To prevent unscrupulous employees from overspending or taking willful advantage of your reimbursement policies, set clear limits on expenses. You can do this by implementing maximum expenditures for specific items in your policy, or by instituting a per diem when employees are traveling on behalf of the company. Regardless, it is important to set limits to avoid being taken advantage of.
"Another thing you have to consider in your policy is … whether you want to put guidelines or maximums on [expenses]," Stephens said. "Some people, absent guidelines, go big on the company's dime."
3. Develop a process.
Clearly articulate an internal process for approving expenses and reimbursing them. Employees should understand how to submit receipts and whether they should do so through software. It should also be clear who is responsible for approving expense reports; in a manual system, employees will submit receipts to this individual, while software can directly route receipts to them for approval. Finally, make it clear when and how reimbursement will be delivered to the employee. Many businesses will add the total to an employee's next check. Others might cut a separate check at the time of expense approval.
4. Track expenses.
Naturally, you should closely monitor employee expenses and ensure they are valid and within the parameters of the guidelines and limits you've established. Software can help you track expenses as well. Some accounting solutions like QuickBooks and Xero have companion apps for expense tracking and stand-alone solutions like Concur or Expensify can automate receipt delivery and tracking. [Read related article: The Best Receipt-Tracking Tools for Professionals]
5. Communicate your policy clearly.
Let your employees know about your policy before they incur reimbursable expenses. If necessary, call a meeting to explain the policy to them in detail. Leave no room for misinterpretation; describe what qualifies as a reimbursable expense and what doesn't. Also, be sure you clearly articulate any guidelines, limits or exceptions you built into your policy.
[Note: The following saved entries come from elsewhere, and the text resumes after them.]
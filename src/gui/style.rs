use iced::{Background, Border, Color, Shadow, Theme};
use iced::widget::button::{StyleSheet, Appearance};

// a list row: flat, highlighted when hovered or when it is the device being synchronised
pub struct DeviceRowStyleSheet {
    pub highlighted: bool,
}

impl DeviceRowStyleSheet {
    fn appearance(&self, background: Option<Color>) -> Appearance {
        Appearance {
            shadow_offset: Default::default(),
            background: background.map(Background::Color),
            text_color: Color::BLACK,
            border: Border {
                color: Color::TRANSPARENT,
                width: 0.0,
                radius: 4.0.into(),
            },
            shadow: Shadow::default(),
        }
    }
}

impl StyleSheet for DeviceRowStyleSheet {
    type Style = Theme;

    fn active(&self, _style: &Self::Style) -> Appearance {
        if self.highlighted {
            self.appearance(Some(Color::from_rgb8(0xD6, 0xEA, 0xF8)))
        } else {
            self.appearance(None)
        }
    }

    fn hovered(&self, _style: &Self::Style) -> Appearance {
        self.appearance(Some(Color::from_rgb8(0xEB, 0xEB, 0xEB)))
    }
}
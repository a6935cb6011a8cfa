use std::env;
use tokio::runtime::Runtime;
use crate::cli::args::{Args, Mode};
use crate::cli::headless::run_headless_with_config;
use crate::config::io::ConfigIO;
use crate::gui::application::run_application;
use crate::error::AppRunError;

pub mod cli;
pub mod config;
pub mod device;
pub mod error;
pub mod gui;

pub fn init_logging(level: log::LevelFilter) {
    let mut dispatch = fern::Dispatch::new()
        .format(|out, message, record| {
            out.finish(format_args!(
                "[{} {} {}] {}",
                humantime::format_rfc3339(std::time::SystemTime::now()),
                record.level(),
                record.target(),
                message
            ))
        })
        .level(level)
        .chain(std::io::stderr());

    if let Ok(log_file) = env::var("LOG_FILE") {
        dispatch = dispatch.chain(
            fern::log_file(log_file).expect("Failed to open LOG_FILE")
        );
    }

    dispatch.apply().expect("Failed to initialize logger");
}

pub fn run(args: Args) -> Result<(), AppRunError> {
    // one instance at a time, so that at most one connection to the watch exists
    let mut config_io = ConfigIO::new_sync()?;
    let mut config_locker = config_io.locker()?;
    let _lock_guard = config_locker.lock()?;

    let overrides = args.overrides();

    match args.mode() {
        Mode::Gui => run_application(config_io, overrides)?,
        mode => {
            let runtime = Runtime::new()?;
            runtime.block_on(run_headless_with_config(mode, config_io, overrides))?;
        },
    }

    Ok(())
}
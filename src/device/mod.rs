pub mod connection;
pub mod constants;
pub mod payload;
pub mod scanner;
pub mod service;
pub mod sync;
pub mod types;
impl DeviceService {
    fn new(config: DeviceConfig, events: Sender<DeviceEvent>) -> Self {
        let scanner = Scanner::new(config.scan_period);

        DeviceService {
            config,
            deadlines: Deadlines::default(),
            events,
            manager: None,
            adapter: None,
            central_events: None,
            scanner,
            active_sync: None,
            fault: None,
            published_state: None,
        }
    }

    async fn emit(&mut self, event: DeviceEvent) {
        if let Err(err) = self.events.send(event).await {
            debug!("Nobody is listening for device events: {}", err);
        }
    }

    fn current_state(&self) -> DeviceState {
        if let Some(active) = &self.active_sync {
            return DeviceState::Syncing { name: active.link.name.clone() };
        }

        if self.scanner.is_scanning() {
            return DeviceState::Scanning;
        }

        match &self.fault {
            Some(fault) => fault.clone(),
            None => DeviceState::Idle,
        }
    }

    async fn publish_state(&mut self) {
        let state = self.current_state();

        if self.published_state.as_ref() != Some(&state) {
            debug!("Device state {:?}", state);
            self.published_state = Some(state.clone());
            self.emit(DeviceEvent::StateChange(state)).await;
        }
    }

    async fn ensure_adapter(&mut self) -> Result<Adapter, DeviceError> {
        if let Some(adapter) = &self.adapter {
            return Ok(adapter.clone());
        }

        let manager = Manager::new().await?;
        let adapter = manager.adapters().await?
            .into_iter()
            .next()
            .ok_or(DeviceError::NoAdapter)?;

        info!("Using adapter {}", adapter.adapter_info().await.unwrap_or("UNKNOWN".to_string()));
        self.central_events = Some(adapter.events().await?);
        self.manager = Some(manager);
        self.adapter = Some(adapter.clone());
        Ok(adapter)
    }

    fn forget_adapter(&mut self) {
        self.central_events = None;
        self.adapter = None;
        self.manager = None;
    }

    async fn init(&mut self) {
        match self.ensure_adapter().await {
            Ok(_) => self.fault = None,
            Err(err) => {
                warn!("Bluetooth is not available: {}", err);
                self.fault = Some(fault_state(&err));
            },
        }
    }

    async fn start_scan(&mut self) {
        let adapter = match self.ensure_adapter().await {
            Ok(adapter) => adapter,
            Err(err) => {
                warn!("Scanning failed {:?}", err);
                self.fault = Some(fault_state(&err));
                return;
            },
        };

        if !self.scanner.start(Instant::now()) {
            debug!("Already scanning");
            return;
        }

        info!("Scanning for {:?}...", self.scanner.period());
        if let Err(err) = adapter.start_scan(ScanFilter::default()).await {
            let err = DeviceError::from(err);
            warn!("Scanning failed {:?}", err);
            self.scanner.stop();
            self.fault = Some(fault_state(&err));
            if self.fault == Some(DeviceState::Unavailable) {
                // the adapter might have gone away, look it up again next time
                self.forget_adapter();
            }
            return;
        }

        self.fault = None;
    }

    async fn stop_discovery(&mut self) {
        if let Some(adapter) = &self.adapter {
            if let Err(err) = adapter.stop_scan().await {
                warn!("Failed to stop scanning: {:?}", err);
            }
        }
        info!("Scan stopped");
    }

    async fn stop_scan(&mut self) {
        if self.scanner.stop() {
            self.stop_discovery().await;
        }
    }

    async fn local_name(&mut self, id: &PeripheralId) -> Option<String> {
        let adapter = self.adapter.as_ref()?;

        let peripheral = match adapter.peripheral(id).await {
            Ok(peripheral) => peripheral,
            Err(err) => {
                debug!("Could not look up peripheral {:?}: {:?}", id, err);
                return None;
            },
        };

        match peripheral.properties().await {
            Ok(Some(properties)) => properties.local_name,
            Ok(None) => None,
            Err(err) => {
                debug!("Could not query peripheral for properties: {:?}", err);
                None
            },
        }
    }

    async fn on_peripheral_seen(&mut self, id: PeripheralId) {
        if !self.scanner.is_scanning() {
            return;
        }

        // updates for devices that already have a name can not change the list
        let named = self.scanner.position(&id)
            .and_then(|index| self.scanner.device(index))
            .map_or(false, |device| device.name.is_some());
        if named {
            return;
        }

        let name = self.local_name(&id).await;
        match self.scanner.on_discovered(id, name) {
            Discovery::New { index } => {
                let name = self.scanner.device(index).map(|device| device.display_name().to_string()).unwrap_or_default();
                info!("Discovered {} at position {}", name, index);
                self.emit(DeviceEvent::Discovered { index, name }).await;
            },
            Discovery::Renamed { index } => {
                let name = self.scanner.device(index).map(|device| device.display_name().to_string()).unwrap_or_default();
                debug!("Peripheral at position {} is named {}", index, name);
                self.emit(DeviceEvent::Renamed { index, name }).await;
            },
            Discovery::Known | Discovery::Ignored => {},
        }
    }

    async fn on_central_event(&mut self, event: CentralEvent) {
        match event {
            CentralEvent::DeviceDiscovered(id) | CentralEvent::DeviceUpdated(id) => {
                self.on_peripheral_seen(id).await;
            },
            CentralEvent::DeviceDisconnected(id) => {
                if let Some(active) = &self.active_sync {
                    if active.link.on_disconnected(&id) {
                        info!("{} disconnected", active.link.name);
                    }
                }
            },
            _ => {},
        }
    }

    async fn select(&mut self, index: usize, cancel: &CancellationToken) {
        let active = self.active_sync.as_ref().map(|active| &active.link);
        let (id, name) = match choose_selection(&self.scanner, &self.config.target_name, index, active) {
            Selection::Start { id, name } => (id, name),
            Selection::NotTarget => {
                debug!("Ignoring selection of position {}, only {} is synchronised", index, self.config.target_name);
                return;
            },
            Selection::Busy { name } => {
                info!("Ignoring selection, still synchronising {}", name);
                return;
            },
        };

        let Some(adapter) = self.adapter.clone() else {
            warn!("No adapter to connect with");
            let outcome = SyncOutcome::ConnectFailed("no Bluetooth adapter".to_string());
            self.emit(DeviceEvent::SyncFinished { name, outcome }).await;
            return;
        };

        let peripheral = match adapter.peripheral(&id).await {
            Ok(peripheral) => peripheral,
            Err(err) => {
                warn!("Could not look up peripheral {:?}: {:?}", id, err);
                let outcome = SyncOutcome::ConnectFailed(err.to_string());
                self.emit(DeviceEvent::SyncFinished { name, outcome }).await;
                return;
            },
        };

        info!("Synchronising the time of {}", name);
        let link_lost = cancel.child_token();
        let policy = self.config.policy;
        let deadlines = self.deadlines;

        let handle = {
            let peripheral = peripheral.clone();
            let link_lost = link_lost.clone();
            spawn(async move {
                sync_peripheral(&peripheral, policy, LocalClock, deadlines, link_lost).await
            })
        };

        self.active_sync = Some(ActiveSync { link: SyncLink { id, name, link_lost }, peripheral, handle });
    }

    async fn on_command(&mut self, command: DeviceCommand, cancel: &CancellationToken) {
        match command {
            DeviceCommand::Configure(config) => {
                debug!("Configured {:?}", config);
                self.scanner.set_period(config.scan_period);
                self.config = config;
            },
            DeviceCommand::StartScan => self.start_scan().await,
            DeviceCommand::StopScan => self.stop_scan().await,
            DeviceCommand::Select(index) => self.select(index, cancel).await,
        }
    }

    async fn on_sync_done(&mut self, result: Result<SyncOutcome, JoinError>) {
        let Some(active) = self.active_sync.take() else {
            return;
        };

        let outcome = match result {
            Ok(outcome) => outcome,
            Err(err) => {
                error!("Sync task of {} failed: {:?}", active.link.name, err);
                SyncOutcome::Disconnected
            },
        };

        if outcome.is_success() {
            info!("{}: {}", active.link.name, outcome);
        } else {
            error!("{}: {}", active.link.name, outcome);
        }

        self.emit(DeviceEvent::SyncFinished { name: active.link.name, outcome }).await;
    }

    async fn shutdown(&mut self) {
        info!("Device service stopping");
        self.stop_scan().await;

        if let Some(active) = self.active_sync.take() {
            info!("Waiting for the sync of {} to stop", active.link.name);
            active.link.link_lost.cancel();
            if let Err(err) = active.handle.await {
                warn!("Sync task failed: {:?}", err);
            }
            disconnect(&active.peripheral, self.deadlines.disconnect).await;
        }
    }

    async fn run(&mut self, cancel: CancellationToken, mut commands: Receiver<DeviceCommand>) {
        self.init().await;
        self.publish_state().await;

        loop {
            let deadline = self.scanner.deadline();
            let syncing = self.active_sync.is_some();

            let wake = tokio::select! {
                _ = cancel.cancelled() => Wake::Cancelled,
                command = commands.next() => match command {
                    Some(command) => Wake::Command(command),
                    // the front end is gone
                    None => Wake::Cancelled,
                },
                event = next_central_event(&mut self.central_events) => Wake::Central(event),
                _ = sleep_until(deadline.unwrap_or_else(Instant::now)), if deadline.is_some() => Wake::ScanTimeout,
                result = join_sync(&mut self.active_sync), if syncing => Wake::SyncDone(result),
            };

            match wake {
                Wake::Cancelled => break,
                Wake::Command(command) => self.on_command(command, &cancel).await,
                Wake::Central(Some(event)) => self.on_central_event(event).await,
                Wake::Central(None) => {
                    warn!("Adapter event stream ended");
                    self.stop_scan().await;
                    self.forget_adapter();
                    self.fault = Some(DeviceState::Unavailable);
                },
                Wake::ScanTimeout => {
                    if self.scanner.poll_timeout(Instant::now()) {
                        self.stop_discovery().await;
                    }
                },
                Wake::SyncDone(result) => self.on_sync_done(result).await,
            }

            self.publish_state().await;
        }

        self.shutdown().await;
    }
}
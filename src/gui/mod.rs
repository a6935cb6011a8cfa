pub mod application;
pub mod list;
pub mod style;
pub mod types;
Reimbursing employees for business expenses is important both for legal compliance and employee morale and retention. Companies are often expected to reimburse employees for any expenses they incur on behalf of the business, but that doesn't mean you need to promise them an all-expenses-paid trip to the Ritz Carlton. Developing a fair, detailed employee expense reimbursement plan can help you strike the right balance, keeping you compliant, your employees happy and your bottom line intact.
Key takeaway: When developing your reimbursement policy, consider software tools that can help you track expenses and document employee expenditures.